Transform sparse time-code stream to dense rows

Company: Jane Street

Role: Software Engineer

Category: Coding & Algorithms

Difficulty: easy

Interview Round: Technical Screen

## Problem You are given: - A fixed set of **M distinct codes** (strings). The **column order** of the output matrix is the **lexicographic order** of these codes. - A stream of input **batches**. Each batch is a `vector<tuple<int timestamp, string code, int value>>`. Conceptually, the ideal output is an **N × M** matrix where: - Each **row** corresponds to a timestamp (rows ordered by increasing timestamp). - Each **column** corresponds to a code (columns ordered lexicographically by code). - If a `(timestamp, code)` pair has no record, its cell value is `-1`. ### Input stream guarantee (base version) Across the entire stream (or equivalently within each batch, with batches emitted in order), records are produced in **non-decreasing timestamp order**, and for the **same timestamp**, in **lexicographic code order**. ### Task Implement a **stream transformer** that consumes the above input stream and produces an output stream of: - `pair<int timestamp, vector<int> row>` where: - `timestamp` is a timestamp present in the overall input (or in a given list of timestamps, if provided). - `row` has length **M**. - `row[i]` is the value for the `i`-th code (in lexicographic order) at that `timestamp`, or `-1` if missing.
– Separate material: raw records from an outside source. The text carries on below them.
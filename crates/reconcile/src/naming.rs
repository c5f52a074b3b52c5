//! Username templates
//!
//! Directory usernames are derived from employee ids through a template such
//! as `{employee_id}@corp-saml.com`. The same template identifies managed
//! users: a directory username that does not fit it is never touched.

use crate::error::ValidationError;
use std::fmt;

const PLACEHOLDER: &str = "{employee_id}";

/// A parsed username template with exactly one `{employee_id}` placeholder
#[derive(Debug, Clone, PartialEq, Eq)]
pub struct UsernameTemplate {
    raw: String,
    prefix: String,
    suffix: String,
}

impl UsernameTemplate {
    /// Parse a template string
    pub fn parse(template: &str) -> Result<Self, ValidationError> {
        let malformed = |reason: &str| ValidationError::MalformedTemplate {
            template: template.to_string(),
            reason: reason.to_string(),
        };

        let count = template.matches(PLACEHOLDER).count();
        if count == 0 {
            return Err(malformed("missing {employee_id} placeholder"));
        }
        if count > 1 {
            return Err(malformed("{employee_id} must appear exactly once"));
        }

        let Some((prefix, suffix)) = template.split_once(PLACEHOLDER) else {
            return Err(malformed("missing {employee_id} placeholder"));
        };
        if prefix.contains(['{', '}']) || suffix.contains(['{', '}']) {
            return Err(malformed("unknown placeholder"));
        }
        if prefix.is_empty() && suffix.is_empty() {
            return Err(malformed("template must add a prefix or suffix to mark managed users"));
        }

        Ok(Self {
            raw: template.to_string(),
            prefix: prefix.to_string(),
            suffix: suffix.to_string(),
        })
    }

    /// Build the username for an employee id
    pub fn render(&self, employee_id: &str) -> String {
        format!("{}{}{}", self.prefix, employee_id, self.suffix)
    }

    /// Recover the employee id from a managed username
    ///
    /// Prefix and suffix match case-insensitively (the directory treats
    /// usernames that way). Returns `None` for unmanaged usernames.
    pub fn extract<'a>(&self, username: &'a str) -> Option<&'a str> {
        let min_len = self.prefix.len() + self.suffix.len();
        if username.len() <= min_len {
            return None;
        }
        let (head, rest) = split_at_checked(username, self.prefix.len())?;
        let (middle, tail) = split_at_checked(rest, rest.len() - self.suffix.len())?;
        if !head.eq_ignore_ascii_case(&self.prefix) || !tail.eq_ignore_ascii_case(&self.suffix) {
            return None;
        }
        Some(middle)
    }

    /// Whether a username was produced by this template
    pub fn is_managed(&self, username: &str) -> bool {
        self.extract(username).is_some()
    }

    pub fn as_str(&self) -> &str {
        &self.raw
    }
}

impl fmt::Display for UsernameTemplate {
    fn fmt(&self, f: &mut fmt::Formatter<'_>) -> fmt::Result {
        write!(f, "{}", self.raw)
    }
}

fn split_at_checked(s: &str, mid: usize) -> Option<(&str, &str)> {
    s.is_char_boundary(mid).then(|| s.split_at(mid))
}

#[cfg(test)]
mod tests {
    use super::*;

    fn template() -> UsernameTemplate {
        UsernameTemplate::parse("{employee_id}@corp-saml.com").unwrap()
    }

    #[test]
    fn test_render_and_extract() {
        let t = template();
        assert_eq!(t.render("E1001"), "E1001@corp-saml.com");
        assert_eq!(t.extract("E1001@corp-saml.com"), Some("E1001"));
        assert_eq!(t.extract("E1001@CORP-SAML.COM"), Some("E1001"));
    }

    #[test]
    fn test_unmanaged_usernames() {
        let t = template();
        assert!(!t.is_managed("admin@other.com"));
        assert!(!t.is_managed("@corp-saml.com"));
        assert!(!t.is_managed("svc-account"));
        assert!(!t.is_managed("é"));
    }

    #[test]
    fn test_prefix_template() {
        let t = UsernameTemplate::parse("emp-{employee_id}").unwrap();
        assert_eq!(t.render("42"), "emp-42");
        assert_eq!(t.extract("emp-42"), Some("42"));
        assert_eq!(t.extract("contractor-42"), None);
    }

    #[test]
    fn test_malformed_templates() {
        for bad in [
            "no-placeholder@corp.com",
            "{employee_id}{employee_id}@corp.com",
            "{employee_id}@{domain}",
            "{employee_id}",
        ] {
            assert!(
                matches!(
                    UsernameTemplate::parse(bad),
                    Err(ValidationError::MalformedTemplate { .. })
                ),
                "{bad} should be rejected"
            );
        }
    }
}
//! Post-execution verification
//!
//! Re-fetches the directory after a run and compares every desired user with
//! what it should now look like. Read-only.

use crate::context::ActualStateSource;
use crate::error::Result;
use crate::planner::{ExecutionPlan, Reconciler};
use crate::types::{
    ActionKind, ActualUser, AttributeField, DesiredUser, ExecutionResult, Service,
};
use chrono::{DateTime, Utc};
use serde::Serialize;
use std::collections::HashMap;

/// Verification outcome for one desired user
#[derive(Debug, Clone, PartialEq, Eq, Serialize)]
pub enum Verdict {
    Consistent,
    /// Present but differing in the listed fields
    Drifted { fields: Vec<String> },
    /// Not found in the directory
    Missing,
}

impl Verdict {
    pub fn label(&self) -> &'static str {
        match self {
            Self::Consistent => "consistent",
            Self::Drifted { .. } => "drifted",
            Self::Missing => "missing",
        }
    }
}

/// One desired user's verification result
#[derive(Debug, Clone, PartialEq, Eq, Serialize)]
pub struct VerificationEntry {
    pub employee_id: String,
    pub username: String,
    pub verdict: Verdict,
    /// Failed actions for this user in the run; non-zero explains the drift
    pub failed_actions: usize,
}

/// Drift between expected and achieved state after a run
#[derive(Debug, Clone, Serialize)]
pub struct VerificationReport {
    pub entries: Vec<VerificationEntry>,
    /// Usernames planned for deletion that are still present
    pub lingering_deletions: Vec<String>,
    pub verified_at: DateTime<Utc>,
}

impl VerificationReport {
    fn count(&self, label: &str) -> usize {
        self.entries
            .iter()
            .filter(|e| e.verdict.label() == label)
            .count()
    }

    pub fn consistent(&self) -> usize {
        self.count("consistent")
    }

    pub fn drifted(&self) -> usize {
        self.count("drifted")
    }

    pub fn missing(&self) -> usize {
        self.count("missing")
    }

    /// Share of desired users found consistent, in percent
    pub fn consistency_rate(&self) -> f64 {
        if self.entries.is_empty() {
            return 100.0;
        }
        #[allow(clippy::cast_precision_loss)]
        let rate = self.consistent() as f64 / self.entries.len() as f64 * 100.0;
        rate
    }

    /// No drift, nothing missing and no lingering deletions
    pub fn is_consistent(&self) -> bool {
        self.consistent() == self.entries.len() && self.lingering_deletions.is_empty()
    }
}

/// Compare desired state with a fresh snapshot of the directory
pub fn verify(
    desired: &[DesiredUser],
    plan: &ExecutionPlan,
    results: &[ExecutionResult],
    source: &dyn ActualStateSource,
    reconciler: &Reconciler,
) -> Result<VerificationReport> {
    let actual = source.fetch_users()?;
    let managed = reconciler.index_managed(&actual);

    let mut failures: HashMap<String, usize> = HashMap::new();
    for result in results.iter().filter(|r| r.outcome.is_failed()) {
        *failures
            .entry(result.action.key().employee_id.to_lowercase())
            .or_default() += 1;
    }

    let entries = desired
        .iter()
        .filter(|user| !user.employee_id.trim().is_empty())
        .map(|user| {
            let folded = user.employee_id.to_lowercase();
            let verdict = match managed.get(&folded) {
                None => Verdict::Missing,
                Some((_, found)) => match drift(reconciler, user, found) {
                    fields if fields.is_empty() => Verdict::Consistent,
                    fields => Verdict::Drifted { fields },
                },
            };
            VerificationEntry {
                employee_id: user.employee_id.clone(),
                username: reconciler.template().render(&user.employee_id),
                verdict,
                failed_actions: failures.get(&folded).copied().unwrap_or(0),
            }
        })
        .collect();

    let lingering_deletions = plan
        .actions()
        .filter(|a| a.kind() == ActionKind::DeleteUser)
        .map(|a| a.key().username.as_str())
        .filter(|username| {
            actual
                .iter()
                .any(|u| u.username.eq_ignore_ascii_case(username))
        })
        .map(str::to_string)
        .collect();

    let report = VerificationReport {
        entries,
        lingering_deletions,
        verified_at: Utc::now(),
    };
    log::info!(
        "Verification: {} consistent, {} drifted, {} missing",
        report.consistent(),
        report.drifted(),
        report.missing()
    );
    Ok(report)
}

/// Fields where the directory differs from what the user should look like
fn drift(reconciler: &Reconciler, user: &DesiredUser, found: &ActualUser) -> Vec<String> {
    let profile = reconciler.expected_profile(user);
    let mut fields: Vec<String> = AttributeField::ALL
        .iter()
        .filter(|field| !field.values_match(found.attribute(**field), profile.attribute(**field)))
        .map(ToString::to_string)
        .collect();

    for service in [Service::Kiro, Service::Qdev] {
        let group_id = reconciler.groups().id(service);
        let member = found.group_memberships.contains(group_id);
        if member != user.subscription.includes(service) {
            fields.push(format!("{}_membership", service.name().to_lowercase()));
        }
    }
    fields
}

#[cfg(test)]
mod tests {
    use super::*;
    use crate::context::{Directory, NoProgress};
    use crate::error::Error;
    use crate::executor::execute;
    use crate::naming::UsernameTemplate;
    use crate::planner::{AttributeFormat, ReconcilerConfig, ServiceGroups};
    use crate::retry::RetryPolicy;
    use crate::testing::InMemoryDirectory;
    use crate::types::{DeletionConfirmation, ExecuteOptions, Mode, Subscription};

    fn reconciler() -> Reconciler {
        Reconciler::new(ReconcilerConfig {
            template: UsernameTemplate::parse("{employee_id}@corp-saml.com").unwrap(),
            groups: ServiceGroups {
                kiro: "g-kiro".to_string(),
                qdev: "g-qdev".to_string(),
            },
            format: AttributeFormat::Modern,
        })
    }

    fn opts() -> ExecuteOptions {
        ExecuteOptions {
            deletion: DeletionConfirmation::from_token("DELETE"),
            retry: RetryPolicy::no_retry(),
            ..ExecuteOptions::default()
        }
    }

    fn run(
        desired: &[DesiredUser],
        directory: &InMemoryDirectory,
        mode: Mode,
    ) -> (ExecutionPlan, Vec<ExecutionResult>) {
        let r = reconciler();
        let actual = directory.users();
        let plan = r.reconcile(desired, &actual, mode).unwrap().plan;
        let results = execute(&plan, directory, &opts(), &NoProgress).unwrap();
        (plan, results)
    }

    #[test]
    fn test_created_user_is_consistent() {
        let directory = InMemoryDirectory::new();
        let desired = vec![DesiredUser::new("E1", "Alice", "a@x.com", Subscription::KiroOnly)];
        let (plan, results) = run(&desired, &directory, Mode::Sync);

        let report = verify(&desired, &plan, &results, &directory, &reconciler()).unwrap();

        assert_eq!(report.entries.len(), 1);
        assert_eq!(report.entries[0].verdict, Verdict::Consistent);
        assert_eq!(report.entries[0].failed_actions, 0);
        assert!(report.is_consistent());
        assert!((report.consistency_rate() - 100.0).abs() < f64::EPSILON);
    }

    #[test]
    fn test_failed_membership_shows_as_explained_drift() {
        let directory = InMemoryDirectory::new();
        directory.fail_always(
            ActionKind::AddMembership,
            "E1@corp-saml.com",
            Error::Permission {
                message: "denied".to_string(),
            },
        );
        let desired = vec![DesiredUser::new("E1", "Alice", "a@x.com", Subscription::QdevOnly)];
        let (plan, results) = run(&desired, &directory, Mode::Sync);

        let report = verify(&desired, &plan, &results, &directory, &reconciler()).unwrap();

        assert_eq!(
            report.entries[0].verdict,
            Verdict::Drifted {
                fields: vec!["qdev_membership".to_string()]
            }
        );
        assert_eq!(report.entries[0].failed_actions, 1);
        assert!(!report.is_consistent());
    }

    #[test]
    fn test_missing_user_after_failed_create() {
        let directory = InMemoryDirectory::new();
        directory.fail_always(
            ActionKind::CreateUser,
            "E1@corp-saml.com",
            Error::InvalidRequest {
                message: "bad email".to_string(),
            },
        );
        let desired = vec![
            DesiredUser::new("E1", "Alice", "a@x.com", Subscription::None),
            DesiredUser::new("E2", "Bob", "b@x.com", Subscription::None),
        ];
        let (plan, results) = run(&desired, &directory, Mode::Sync);

        let report = verify(&desired, &plan, &results, &directory, &reconciler()).unwrap();

        assert_eq!(report.missing(), 1);
        assert_eq!(report.consistent(), 1);
        assert!((report.consistency_rate() - 50.0).abs() < f64::EPSILON);
    }

    #[test]
    fn test_drift_outside_the_run_is_unexplained() {
        let directory = InMemoryDirectory::new();
        let desired = vec![DesiredUser::new("E1", "Alice", "a@x.com", Subscription::None)];
        let (plan, results) = run(&desired, &directory, Mode::Sync);

        // Someone edits the user between execution and verification
        let user = directory.user_by_name("E1@corp-saml.com").unwrap();
        directory
            .update_user(
                &user.user_id,
                &[crate::types::AttributeWrite {
                    path: "displayName".to_string(),
                    value: crate::types::AttributeValue::Text("Changed".to_string()),
                }],
            )
            .unwrap();

        let report = verify(&desired, &plan, &results, &directory, &reconciler()).unwrap();

        assert_eq!(
            report.entries[0].verdict,
            Verdict::Drifted {
                fields: vec!["display_name".to_string()]
            }
        );
        assert_eq!(report.entries[0].failed_actions, 0);
    }

    #[test]
    fn test_lingering_deletion_is_reported() {
        let directory = InMemoryDirectory::with_users(vec![ActualUser {
            user_id: "id-9".to_string(),
            username: "E9@corp-saml.com".to_string(),
            ..ActualUser::default()
        }]);
        directory.fail_always(
            ActionKind::DeleteUser,
            "E9@corp-saml.com",
            Error::Permission {
                message: "denied".to_string(),
            },
        );
        let (plan, results) = run(&[], &directory, Mode::Remove);

        let report = verify(&[], &plan, &results, &directory, &reconciler()).unwrap();

        assert!(report.entries.is_empty());
        assert_eq!(report.lingering_deletions, vec!["E9@corp-saml.com".to_string()]);
        assert!(!report.is_consistent());
    }
}
/// Which parts of the diff a run acts on
#[derive(Debug, Clone, Copy, PartialEq, Eq, Serialize, Deserialize, Default)]
pub enum Mode {
    /// Create, update and delete
    Sync,
    /// Only create missing users
    #[default]
    CreateOnly,
    /// Only delete users absent from the roster
    Remove,
    /// Only rewrite attributes of existing users to the current format
    Upgrade,
}

impl Mode {
    pub const ALL: [Self; 4] = [Self::Sync, Self::CreateOnly, Self::Remove, Self::Upgrade];

    pub fn creates(&self) -> bool {
        matches!(self, Self::Sync | Self::CreateOnly)
    }

    pub fn updates(&self) -> bool {
        matches!(self, Self::Sync | Self::Upgrade)
    }

    /// Whether existing users' service group memberships are reconciled
    pub fn manages_memberships(&self) -> bool {
        matches!(self, Self::Sync)
    }

    pub fn deletes(&self) -> bool {
        matches!(self, Self::Sync | Self::Remove)
    }

    pub fn name(&self) -> &'static str {
        match self {
            Self::Sync => "sync",
            Self::CreateOnly => "create",
            Self::Remove => "remove",
            Self::Upgrade => "upgrade",
        }
    }
}

impl fmt::Display for Mode {
    fn fmt(&self, f: &mut fmt::Formatter<'_>) -> fmt::Result {
        write!(f, "{}", self.name())
    }
}

#[cfg(test)]
mod tests {
    use super::*;
    use crate::merge::EntryTarget;

    #[test]
    fn test_subscription_services() {
        assert!(Subscription::None.services().is_empty());
        assert_eq!(Subscription::KiroOnly.services(), &[Service::Kiro]);
        assert!(Subscription::Both.includes(Service::Qdev));
        assert!(!Subscription::QdevOnly.includes(Service::Kiro));
    }

    #[test]
    fn test_subscription_labels_and_aliases() {
        for sub in [
            Subscription::None,
            Subscription::KiroOnly,
            Subscription::QdevOnly,
            Subscription::Both,
        ] {
            assert_eq!(Subscription::from_label(sub.label()), Some(sub));
        }
        assert_eq!(Subscription::from_label("kiro订阅"), Some(Subscription::KiroOnly));
        assert_eq!(Subscription::from_label(" QDEV "), Some(Subscription::QdevOnly));
        assert_eq!(Subscription::from_label("全订阅"), Some(Subscription::Both));
        assert_eq!(Subscription::from_label("无"), Some(Subscription::None));
        assert_eq!(Subscription::from_label("premium"), None);
    }

    #[test]
    fn test_primary_email_fallback() {
        let mut user = ActualUser {
            emails: vec![MultiValueEntry::new("first@x.com")],
            ..ActualUser::default()
        };
        assert_eq!(user.primary_email(), Some("first@x.com"));

        user.emails.push(MultiValueEntry::new("main@x.com").as_primary());
        assert_eq!(user.primary_email(), Some("main@x.com"));
    }

    #[test]
    fn test_email_change_writes_full_array() {
        let home = MultiValueEntry::new("home@y.com").with_kind("home");
        let change = AttributeChange::Email {
            existing: vec![
                MultiValueEntry::new("old@x.com").with_kind("work").as_primary(),
                home.clone(),
            ],
            change: PartialChange::replace(
                EntryTarget::Primary,
                MultiValueEntry::new("new@x.com").with_kind("work").as_primary(),
            ),
        };

        let write = change.to_write();
        assert_eq!(write.path, "emails");
        match write.value {
            AttributeValue::Entries(entries) => {
                assert_eq!(entries.len(), 2);
                assert_eq!(entries[0].value, "new@x.com");
                assert_eq!(entries[1], home);
            }
            AttributeValue::Text(_) => panic!("expected array payload"),
        }
    }

    #[test]
    fn test_summary_tallies_by_kind() {
        let key = UserKey {
            employee_id: "E1".to_string(),
            username: "E1@corp".to_string(),
            user_id: None,
        };
        let result = |action: Action, outcome: Outcome| ExecutionResult {
            action,
            outcome,
            attempts: 1,
            timestamp: Utc::now(),
        };
        let results = vec![
            result(Action::DeleteUser { key: key.clone() }, Outcome::Succeeded),
            result(
                Action::AddMembership {
                    key: key.clone(),
                    group_id: "g".to_string(),
                },
                Outcome::Failed {
                    reason: "denied".to_string(),
                    category: ErrorCategory::Permission,
                },
            ),
            result(
                Action::AddMembership {
                    key,
                    group_id: "g2".to_string(),
                },
                Outcome::Skipped {
                    reason: "dry-run".to_string(),
                },
            ),
        ];

        let summary = ExecuteSummary::from_results(&results);
        assert_eq!(summary.total(), 3);
        assert!(!summary.is_success());
        assert!((summary.success_rate() - 50.0).abs() < f64::EPSILON);
        assert_eq!(summary.by_kind[&ActionKind::AddMembership].total(), 2);
        assert_eq!(summary.by_kind[&ActionKind::DeleteUser].succeeded, 1);
    }

    #[test]
    fn test_deletion_confirmation_requires_exact_token() {
        assert!(DeletionConfirmation::from_token("DELETE").is_some());
        assert!(DeletionConfirmation::from_token(" DELETE\n").is_some());
        assert!(DeletionConfirmation::from_token("delete").is_none());
        assert!(DeletionConfirmation::from_token("yes").is_none());
    }

    #[test]
    fn test_concurrency_is_clamped() {
        let mut opts = ExecuteOptions {
            concurrency: 0,
            ..ExecuteOptions::default()
        };
        assert_eq!(opts.concurrency(), 1);
        opts.concurrency = 50;
        assert_eq!(opts.concurrency(), 10);
    }

    #[test]
    fn test_mode_steps() {
        assert!(Mode::Sync.creates() && Mode::Sync.updates() && Mode::Sync.deletes());
        assert!(Mode::CreateOnly.creates() && !Mode::CreateOnly.deletes());
        assert!(Mode::Remove.deletes() && !Mode::Remove.creates() && !Mode::Remove.updates());
        assert!(Mode::Upgrade.updates() && !Mode::Upgrade.creates() && !Mode::Upgrade.deletes());
        assert!(!Mode::Upgrade.manages_memberships());
    }
}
Your transformer should emit exactly one output row per timestamp (once all records for that timestamp have been consumed). ### Follow-ups 1. **Some batches have codes out of order** (i.e., within a fixed timestamp, the codes are not guaranteed to be lexicographically sorted). How would you adapt the transformer? 2. **A small fraction of records have timestamps out of order** (i.e., the global timestamp ordering is slightly violated). How would you adapt the transformer while keeping memory bounded and latency reasonable? ### Clarifications / assumptions you may choose (state them clearly) - Whether the list of all M codes is given up front, or must be discovered from the stream. - Whether multiple records for the same `(timestamp, code)` can appear (and if so, whether to take last-write-wins, sum, or treat as invalid). ## Output example (illustrative) If codes are `["A","B","C"]` and the stream contains: - (1,"A",10), (1,"C",30) - (2,"B",20) Then output rows: - (1, [10, -1, 30]) - (2, [-1, 20, -1])
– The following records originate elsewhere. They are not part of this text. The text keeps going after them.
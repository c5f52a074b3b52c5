//! In-memory directory double for engine and verifier tests

use crate::context::{ActualStateSource, Directory};
use crate::error::{Error, Result};
use crate::merge;
use crate::types::{ActionKind, ActualUser, AttributeValue, AttributeWrite, Profile};
use std::collections::{BTreeMap, HashMap, VecDeque};
use std::sync::{Mutex, MutexGuard};

#[derive(Default)]
struct Script {
    errors: VecDeque<Error>,
    repeat: Option<Error>,
    /// Returned after the call has taken effect, like a lost response
    lost: VecDeque<Error>,
}

#[derive(Default)]
struct State {
    users: BTreeMap<String, ActualUser>,
    next_id: usize,
    scripts: HashMap<(ActionKind, String), Script>,
    calls: Vec<(ActionKind, String)>,
}

/// Directory held in memory, with scriptable per-user failures
#[derive(Default)]
pub struct InMemoryDirectory {
    state: Mutex<State>,
}

impl InMemoryDirectory {
    pub fn new() -> Self {
        Self::default()
    }

    pub fn with_users(users: Vec<ActualUser>) -> Self {
        let directory = Self::new();
        for user in users {
            directory.insert(user);
        }
        directory
    }

    fn lock(&self) -> MutexGuard<'_, State> {
        match self.state.lock() {
            Ok(guard) => guard,
            Err(poisoned) => poisoned.into_inner(),
        }
    }

    pub fn insert(&self, user: ActualUser) {
        self.lock().users.insert(user.user_id.clone(), user);
    }

    /// Fail the next calls of `kind` for `username` with these errors, in order
    pub fn fail_next(&self, kind: ActionKind, username: &str, errors: Vec<Error>) {
        let mut state = self.lock();
        let script = state.scripts.entry((kind, username.to_string())).or_default();
        script.errors.extend(errors);
    }

    /// Apply the next calls of `kind` for `username` but report these errors
    pub fn lose_responses(&self, kind: ActionKind, username: &str, errors: Vec<Error>) {
        let mut state = self.lock();
        let script = state.scripts.entry((kind, username.to_string())).or_default();
        script.lost.extend(errors);
    }

    /// Fail every call of `kind` for `username`
    pub fn fail_always(&self, kind: ActionKind, username: &str, error: Error) {
        let mut state = self.lock();
        let script = state.scripts.entry((kind, username.to_string())).or_default();
        script.repeat = Some(error);
    }

    pub fn users(&self) -> Vec<ActualUser> {
        self.lock().users.values().cloned().collect()
    }

    pub fn user_by_name(&self, username: &str) -> Option<ActualUser> {
        self.lock()
            .users
            .values()
            .find(|u| u.username.eq_ignore_ascii_case(username))
            .cloned()
    }

    /// Total remote calls received
    pub fn call_count(&self) -> usize {
        self.lock().calls.len()
    }

    /// Calls received for one operation and user
    pub fn calls_for(&self, kind: ActionKind, username: &str) -> usize {
        self.lock()
            .calls
            .iter()
            .filter(|(k, u)| *k == kind && u == username)
            .count()
    }

    /// Record a call and return its scripted failure, if any
    fn enter(state: &mut State, kind: ActionKind, username: &str) -> Result<()> {
        state.calls.push((kind, username.to_string()));
        let Some(script) = state.scripts.get_mut(&(kind, username.to_string())) else {
            return Ok(());
        };
        if let Some(error) = script.errors.pop_front() {
            return Err(error);
        }
        match &script.repeat {
            Some(error) => Err(error.clone()),
            None => Ok(()),
        }
    }

    /// Scripted error for a call that already took effect
    fn lost_response(state: &mut State, kind: ActionKind, username: &str) -> Result<()> {
        match state
            .scripts
            .get_mut(&(kind, username.to_string()))
            .and_then(|script| script.lost.pop_front())
        {
            Some(error) => Err(error),
            None => Ok(()),
        }
    }

    fn username_of(state: &State, user_id: &str) -> Result<String> {
        state
            .users
            .get(user_id)
            .map(|u| u.username.clone())
            .ok_or_else(|| Error::NotFound {
                resource: format!("user {user_id}"),
            })
    }

    fn user_mut<'a>(state: &'a mut State, user_id: &str) -> Result<&'a mut ActualUser> {
        state.users.get_mut(user_id).ok_or_else(|| Error::NotFound {
            resource: format!("user {user_id}"),
        })
    }
}

impl Directory for InMemoryDirectory {
    fn create_user(&self, username: &str, profile: &Profile) -> Result<String> {
        let mut state = self.lock();
        Self::enter(&mut state, ActionKind::CreateUser, username)?;
        if state
            .users
            .values()
            .any(|u| u.username.eq_ignore_ascii_case(username))
        {
            return Err(Error::Conflict {
                message: format!("user {username} already exists"),
            });
        }
        state.next_id += 1;
        let user_id = format!("mem-{}", state.next_id);
        state.users.insert(
            user_id.clone(),
            ActualUser {
                user_id: user_id.clone(),
                username: username.to_string(),
                display_name: Some(profile.display_name.clone()),
                given_name: Some(profile.given_name.clone()),
                family_name: Some(profile.family_name.clone()),
                emails: vec![profile.email_entry()],
                ..ActualUser::default()
            },
        );
        Self::lost_response(&mut state, ActionKind::CreateUser, username)?;
        Ok(user_id)
    }

    fn update_user(&self, user_id: &str, writes: &[AttributeWrite]) -> Result<()> {
        let mut state = self.lock();
        let username = Self::username_of(&state, user_id)?;
        Self::enter(&mut state, ActionKind::UpdateAttributes, &username)?;
        merge::check_writes(writes)?;
        let user = Self::user_mut(&mut state, user_id)?;
        for write in writes {
            match (write.path.as_str(), &write.value) {
                ("displayName", AttributeValue::Text(v)) => user.display_name = Some(v.clone()),
                ("name.givenName", AttributeValue::Text(v)) => user.given_name = Some(v.clone()),
                ("name.familyName", AttributeValue::Text(v)) => user.family_name = Some(v.clone()),
                ("emails", AttributeValue::Entries(v)) => user.emails.clone_from(v),
                ("phoneNumbers", AttributeValue::Entries(v)) => user.phone_numbers.clone_from(v),
                (path, _) => {
                    return Err(Error::InvalidRequest {
                        message: format!("unsupported attribute path {path}"),
                    });
                }
            }
        }
        Ok(())
    }

    fn delete_user(&self, user_id: &str) -> Result<()> {
        let mut state = self.lock();
        let username = Self::username_of(&state, user_id)?;
        Self::enter(&mut state, ActionKind::DeleteUser, &username)?;
        state.users.remove(user_id);
        Ok(())
    }

    fn add_membership(&self, user_id: &str, group_id: &str) -> Result<()> {
        let mut state = self.lock();
        let username = Self::username_of(&state, user_id)?;
        Self::enter(&mut state, ActionKind::AddMembership, &username)?;
        let user = Self::user_mut(&mut state, user_id)?;
        if !user.group_memberships.insert(group_id.to_string()) {
            return Err(Error::Conflict {
                message: format!("{username} is already a member of {group_id}"),
            });
        }
        Ok(())
    }

    fn remove_membership(&self, user_id: &str, group_id: &str) -> Result<()> {
        let mut state = self.lock();
        let username = Self::username_of(&state, user_id)?;
        Self::enter(&mut state, ActionKind::RemoveMembership, &username)?;
        let user = Self::user_mut(&mut state, user_id)?;
        if !user.group_memberships.remove(group_id) {
            return Err(Error::NotFound {
                resource: format!("membership of {username} in {group_id}"),
            });
        }
        Ok(())
    }

    fn find_user_id(&self, username: &str) -> Result<Option<String>> {
        Ok(self.user_by_name(username).map(|u| u.user_id))
    }
}

impl ActualStateSource for InMemoryDirectory {
    fn fetch_users(&self) -> Result<Vec<ActualUser>> {
        Ok(self.users())
    }
}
Quick Answer: This question evaluates proficiency in streaming data transformation and time-series alignment, including handling sparse-to-dense mapping, ordering guarantees, and memory/latency trade-offs.

Part 1: Base transformer for ordered timestamps and ordered codes

You are given a fixed set of distinct code strings and a stream of input batches. Each record is a tuple (timestamp, code, value). Across the whole stream, timestamps are in non-decreasing order, and for the same timestamp the codes appear in lexicographic order. Build dense rows in lexicographic code-column order and return exactly one row for each timestamp that appears in the stream. Missing cells must be filled with -1. Assume the code list is given up front and each (timestamp, code) appears at most once.

Constraints

  • 0 <= len(codes) <= 10^4 and all codes are distinct.
  • 0 <= total number of records across all batches <= 2 * 10^5.
  • Every record code belongs to codes.
  • Timestamps are globally non-decreasing, and codes are lexicographically sorted within each timestamp.
  • Each (timestamp, code) appears at most once.

Examples

Input: (['C', 'A', 'B'], [[(1, 'A', 10), (1, 'C', 30)], [(2, 'B', 20)]])
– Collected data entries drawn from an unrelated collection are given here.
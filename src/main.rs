mod cli;
mod commands;
mod config;
mod directory;
mod loader;
mod metrics;
mod progress;
mod report;
mod ui;
mod validate;

use anyhow::Result;
use clap::{CommandFactory, Parser};
use clap_complete::generate;
use cli::{Cli, Command};
use config::Config;
use std::io;
use std::process::ExitCode;

/// Global context for the application
pub struct Context {
    pub verbose: u8,
    pub quiet: bool,
}

fn main() -> ExitCode {
    let cli = Cli::parse();

    // Commands that talk to the directory need the config before logging
    let config = match cli.command {
        Command::Test | Command::Process(_) => match Config::load(cli.config.as_deref()) {
            Ok(config) => Some(config),
            Err(e) => {
                ui::error(&format!("{e:#}"));
                return ExitCode::from(2);
            }
        },
        Command::InitConfig { .. } | Command::Completions { .. } => None,
    };

    // Initialize logging: -v flags win over the configured level
    let log_level = match cli.verbose {
        0 => config
            .as_ref()
            .map_or(log::LevelFilter::Warn, Config::log_level),
        1 => log::LevelFilter::Info,
        2 => log::LevelFilter::Debug,
        _ => log::LevelFilter::Trace,
    };

    env_logger::Builder::new()
        .filter_level(if cli.quiet {
            log::LevelFilter::Error
        } else {
            log_level
        })
        .format_timestamp(None)
        .init();

    let ctx = Context {
        verbose: cli.verbose,
        quiet: cli.quiet,
    };

    match run(&ctx, cli.command, config.as_ref()) {
        Ok(code) => code,
        Err(e) => {
            ui::error(&format!("{e:#}"));
            ExitCode::from(2)
        }
    }
}

fn run(ctx: &Context, command: Command, config: Option<&Config>) -> Result<ExitCode> {
    let config = config.cloned().unwrap_or_default();
    match command {
        Command::Test => commands::test::run(ctx, &config),
        Command::Process(args) => commands::process::run(ctx, &config, &args),
        Command::InitConfig { path, force } => {
            commands::init_config::run(ctx, &path, force).map(|()| ExitCode::SUCCESS)
        }
        Command::Completions { shell } => {
            let mut cmd = Cli::command();
            generate(shell, &mut cmd, "rostersync", &mut io::stdout());
            Ok(ExitCode::SUCCESS)
        }
    }
}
Expected Output: [(1, [10, -1, 30]), (2, [-1, 20, -1])]

Explanation: The input code list is unsorted, but output columns must follow sorted order ['A', 'B', 'C'].

Input: (['A', 'B'], [[(1, 'A', 5)], [(1, 'B', 7), (2, 'A', 9)]])

Expected Output: [(1, [5, 7]), (2, [9, -1])]

Explanation: A timestamp can continue in the next batch; do not emit a row just because a batch ends.

Input: (['A', 'B'], [[], []])

Expected Output: []

Explanation: Edge case: no records at all, so no timestamps are emitted.

Input: (['Z'], [[(42, 'Z', 100)]])

Expected Output: [(42, [100])]

Explanation: Edge case: one code and one record.

Solution

def solution(codes, batches):
    sorted_codes = sorted(codes)
    m = len(sorted_codes)
    result = []
    current_ts = None
    current_row = None
    code_ptr = 0

    for batch in batches:
        for ts, code, value in batch:
            if current_ts is None or ts != current_ts:
                if current_ts is not None:
                    while code_ptr < m:
                        current_row.append(-1)
                        code_ptr += 1
                    result.append((current_ts, current_row))
                current_ts = ts
                current_row = []
                code_ptr = 0

            while code_ptr < m and sorted_codes[code_ptr] < code:
                current_row.append(-1)
                code_ptr += 1

            if code_ptr < m and sorted_codes[code_ptr] == code:
                current_row.append(value)
                code_ptr += 1
            else:
                raise ValueError('Record code not present in codes list or input order invalid')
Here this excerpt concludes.